Other managers on the radar of the DCI are Petro Oil, Galana Oil and Lake Oil Petroleum.
This came amid conflicting reports over the deportation of Rubis Energy Kenya CEO, Jean-Christian Bergeron, due to the fuel crisis.
Rubis in a statement last evening appeared to contradict the State on claims of having deported Mr Bergeron to France, saying the CEO travelled to Paris to brief the head office over Kenya’s fuel crisis.
Rubis Energy Kenya is owned by Rubis Energie, a subsidiary of the Rubis Group which is listed on the Paris Stock Exchange.
Energy Cabinet Secretary Monica Juma earlier in the day told a media briefing that Mr Bergeron had left the country on Wednesday night but declined to give further details.
“These (artificial shortages) are not acceptable and will not be tolerated. We cannot hold the nation at ransom. We will go the whole hog to bring all persons and companies who are in breach of their licensing and operating guidelines to book,” Dr Juma said on Thursday.

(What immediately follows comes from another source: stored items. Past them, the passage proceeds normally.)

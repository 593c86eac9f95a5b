use std::time::{Duration, Instant};

use bitflags::bitflags;

bitflags! {
    /// Background activities the bot performs on its own between behaviors.
    #[derive(Clone, Copy, Debug, PartialEq, Eq, Hash)]
    #[cfg_attr(feature = "serde", derive(serde::Serialize, serde::Deserialize))]
    pub struct Activities: u8 {
        const VENDOR = 1 << 0;
        const FLIGHT_PATH = 1 << 1;
        /// Looting corpses and harvesting nodes.
        const LOOT = 1 << 2;
        /// Pulling mobs that are not already engaged.
        const PULL = 1 << 3;
    }
}

impl Default for Activities {
    fn default() -> Self {
        Self::all()
    }
}

/// Bot-level switches shared by every behavior.
pub trait BotControl {
    fn activities(&self) -> Activities;

    fn set_activities(&mut self, activities: Activities);

    /// Round-trip latency to the game server.
    fn latency(&self) -> Duration;

    /// Stops the bot entirely after an unrecoverable error.
    fn request_stop(&mut self, reason: &str);
}

/// Monotonic time source.
pub trait Clock {
    fn now(&self) -> Instant;
}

Dr Juma added that the oil marketers committed economic sabotage and threatened the nation’s security by hoarding the fuel.
Frustrated motorists have been making long queues at filling stations for days due to the biting shortages.
Oil companies have pointed to subsidy arrears owed to them by the State for the shortage. The subsidy was introduced last April to stabilise prices amid suspicion of hoarding.
Delays in the payment of subsidies to the companies by the government have pushed up prices in the wholesale market where oil majors resell fuel to the smaller independent fuel retailers, who control 40 percent of the market.
This has seen the small retailers hesitate to buy the costly fuel, with increased supply of oil majors unable to plug the deficit.
The oil majors were also cautious about increasing supply, uncertain about whether the State would compensate them for fuel not used to calculate Thursday’s monthly price adjustments, which will stay in place for one month.
The marketers are said to have increased the share of fuel they sell to the neighbouring countries of Uganda, Rwanda and DR Congo to over 60 percent from the previous 40 percent of total imports to ease their cash crunch.
This has further cut supply as the neighbouring countries enjoy normalcy.
Dr Juma on Thursday threatened to reduce import quotas for oil companies that fail to sell their full allocation as the country grapples with a biting fuel shortage.
The minister said she had sanctioned a process of reallocating the petroleum import capacity and expected the fuel crisis to ease within 72 hours.
“This situation can only be equated to deliberate efforts to sabotage this economy, which constitutes a capital crime,” she said.
“The oil marketing companies who sold above their normal local quota during the crisis period will benefit from additional capacity; while those who sold less will have their respective capacities reduced.”
Rubis Energy Kenya said in its statement denied increasing its export sales to the detriment of the Kenyan market.
The government also warned that oil marketers that were disgruntled with the current fuel stabilisation scheme should exit the Kenyan market instead of creating artificial shortages.
Kenya has since April last year been compensating marketers in a bid to keep pump prices low in the wake of the global rally in crude prices.
But the global rally in crude prices following Russia’s invasion of Ukraine has put the subsidy scheme to test.
Oil prices soared after Russia invaded Ukraine, with the price of Brent crude oil — the global benchmark for prices — hitting a near 14-year high of $139 per barrel at one point.
The prices have eased to under $100 a barrel in the past three weeks after the United Arab Emirates and the Houthi militant group announced a truce to halt military operations on the Saudi-Yemeni border, alleviating fears of supply disruptions.